I have watched the day slowly expire, the sunlight flickering off the "Big Fish, Little Fish" pet shop and Celtic bookstore across the street, pinks and reds from out of the bottom corner of my window.
For the last 24 hours since I got back from New York, I have become a hermit. Not that I'm short on adventure. Going to the basement for laundry was like journeying through the roots of an enchanted tree to a dungeon of discarded mattresses and arachnid kingdoms. I am surrounded by maps, left by the previous occupant, so I do still know the world exists. And also that it is flat. (Thank you Thomas Friedman, you sly bastard).
Just perched for hours this evening whittling away my time, procrastinating and turning my brain into jelly, looking at a screen, remembering my day--how I wandered over to Emerson this morning, just to catch that old-time undergraduate buzz.
You know what I mean: Giganto boxes of nametags! Folders with superfluous information! Parents, in full pre-empty-nest frenzy, hovering and shoveling out wads of cash with wild abandon! Purple smocked teenagers with headsets and dopey grins dancing to Kelly Clarkston outside the bookstore! How old I felt.

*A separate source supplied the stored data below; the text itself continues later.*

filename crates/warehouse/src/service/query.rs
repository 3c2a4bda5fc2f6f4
use crate::{
    abstract_trait::product::{
        repository::{DynProductQueryRepository, ProductFilter},
        service::ProductQueryServiceTrait,
    },
    domain::response::ProductResponse,
};
use async_trait::async_trait;
use prometheus_client::registry::Registry;
use shared::{
    errors::ServiceError,
    utils::{Method, Metrics, Status},
};
use tokio::time::Instant;
use tracing::{error, info};

#[derive(Clone)]
pub struct ProductQueryService {
    pub query: DynProductQueryRepository,
    pub metrics: Metrics,
}

impl ProductQueryService {
    pub fn new(query: DynProductQueryRepository, registry: &mut Registry) -> Self {
        let metrics = Metrics::new();
        metrics.register(registry, "product_query_service");

        Self { query, metrics }
    }

    fn complete(&self, operation: &str, started: Instant, is_success: bool) {
        let status = if is_success {
            Status::Success
        } else {
            Status::Error
        };
        self.metrics.record(
            Method::Get,
            operation,
            status,
            started.elapsed().as_secs_f64(),
        );
    }
}

#[async_trait]
impl ProductQueryServiceTrait for ProductQueryService {
    async fn find_by_id(&self, id: i64) -> Result<Option<ProductResponse>, ServiceError> {
        let started = Instant::now();
        info!("🔍 Fetching product {id}");

        let result = self.query.find_by_id(id).await;
        self.complete("find_by_id", started, result.is_ok());

        match result {
            Ok(product) => Ok(product.map(ProductResponse::from)),
            Err(e) => {
                error!("❌ Failed to fetch product {id}: {e:?}");
                Err(ServiceError::Repo(e))
            }
        }
    }

    async fn find_in_stock(&self) -> Result<Vec<ProductResponse>, ServiceError> {
        let started = Instant::now();

        let result = self.query.query(&ProductFilter::InStock).await;
        self.complete("find_in_stock", started, result.is_ok());

        let products = result.map_err(|e| {
            error!("❌ Failed to list in-stock products: {e:?}");
            ServiceError::Repo(e)
        })?;

        info!("✅ Found {} products with available stock", products.len());

        Ok(products.into_iter().map(ProductResponse::from).collect())
    }
}

#[cfg(test)]
mod tests {
    use super::*;
    use crate::repository::InMemoryProductRepository;
    use std::sync::Arc;

    fn service(products: &[(&str, i64, i64)]) -> ProductQueryService {
        let mut registry = Registry::default();
        ProductQueryService::new(
            Arc::new(InMemoryProductRepository::with_products(products)),
            &mut registry,
        )
    }

    #[tokio::test]
    async fn find_by_id_maps_to_response() {
        let svc = service(&[("Widget", 5, 4)]);

        let found = svc.find_by_id(1).await.unwrap().unwrap();
        assert_eq!(found.name, "Widget");
        assert_eq!(found.in_stock_quantity, 5);
        assert_eq!(found.reserved_quantity, 4);

        assert!(svc.find_by_id(999_999).await.unwrap().is_none());
    }

    #[tokio::test]
    async fn only_products_with_free_stock_are_listed() {
        let svc = service(&[
            ("Empty", 0, 0),
            ("Fully reserved", 3, 3),
            ("Available", 5, 4),
            ("Fresh", 2, 0),
        ]);

        let names: Vec<String> = svc
            .find_in_stock()
            .await
            .unwrap()
            .into_iter()
            .map(|p| p.name)
            .collect();

        assert_eq!(names, vec!["Available", "Fresh"]);
    }
}
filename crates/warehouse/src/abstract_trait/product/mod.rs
pub mod repository;
pub mod service;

Which has brought me to my main point: which is my anger at offensive Anglo adaptations of brilliant Latin American books.
Random? Nay. You knew where you were going with this. That's cause I'm writing in a pyramid: intro, thesis--I was no fool in 11th grade English.
Actually, I'm a hypocrite. Confined to English translations. But that won't stop me! (And don't let it stop you, there's candy at the end of this page).
You see, I just finished Isabel Allende's "The House of the Spirits."
Isabel was Salvador Allende's niece, so she has a unique stake in 20th Century Chile. More than that, she's an amazing writer. Her book spans more than four generations and encompasses a country's history with clarity and compassion.
And complexity. The tragic characters are redeemable. There are no clear villains--not even the sociopathic Esteban Garcia, himself a product of injustice and violence. You read and read and read and then suddenly realize with amazement how deep and intricate the story is.
So when I found out that they made a movie in 1993 with, whoopee, an "all-star cast," I was intrigued. It turns out, with a little patience, you can watch the whole thing on youtube.
And that's when I noticed something... amiss. That is, the watching part.
You see, for whatever reason (perhaps because she is called "Blanca," and her skin is so WHITE), they cast WINONA RYDER as a bizarre combination of the daughter and the granddaughter characters from the book, when one would be a stretch...
Then you have Jeremy Irons Senator Trueba, the patriarch of the family whose fatal flaw is his uncontrollable rage and inability to see the truth. Now I love "Jeremy's Iron" as much as the next gal, but for once his pensive physique and rich, polished mahogany accent just felt... out of place? Not to mention that the scenery resembled sweeping epics set in Italy.
Throughout the book, Trueba grows smaller, as part of his sister's curse. I wondered how details like this would translate visually... After all, we don't know whether Trueba is REALLY going from grape to raisin, or if it's just the result of the knowledge he holds inside of how tyrannical he's been to his family.
But none of this turns out to matter.
As Irons ages 50 years, you pretty much get the standard white wig, exaggerated wrinkle-paint and crotchety gum-flapping stereotype. Which I think basically sums up the level of creative vision throughout.
Speaking of stereotypes, the most bizarre offense is how they cast all American/British actors--Meryl Streep, Glenn Close, etc--for the main family, but characters like the whore or the bad guy go to people with these weird exaggerated foreign ("Spanglish" anyone?) accents.
Which brings me to the sultry forbidden lover. Who else could be up for the task than, how do you say it, ah yes!, Antonio Banderas (guitar solo). Who in the 90s was basically the entirety of Hollywood's "Latino" casting pool.
Oh, and they cut out the two brothers, Jaime and Nicolas, who are key in the book's plot. But blah blah, we'll be here all night.
Each scene seems to be missing something, and that something is understanding. It's true that probably no movie adaptation would ever meet my standards, but a director with real vision could have cut through such a giant hunk of work to at least extract the most essential pieces...
And what's my point, other than that I just spent an hour of my life scanning through youtube clips to make myself angry? Well, that will have to wait for another night. There is far too much speghetti to be boiled, far too many suitcases to collect dust on my floor.
Goodnight.
2 comments:
I'm proud to see that you have a colon in the title of your blog. (Golf clap)
You know, it's funny, I was looking at an Isabelle Allende book today at the bookstore. I'll have to go back and buy it now.
As for the brothers, if you can't put Antonio Banderas in multiple costumes at once, then you HAVE to cut them out-- who else was there? Of note, that is...
You should watch a movie called "Bella". It's beautiful (no duh) and the main actor is not only refreshing but drop dead gorgeous.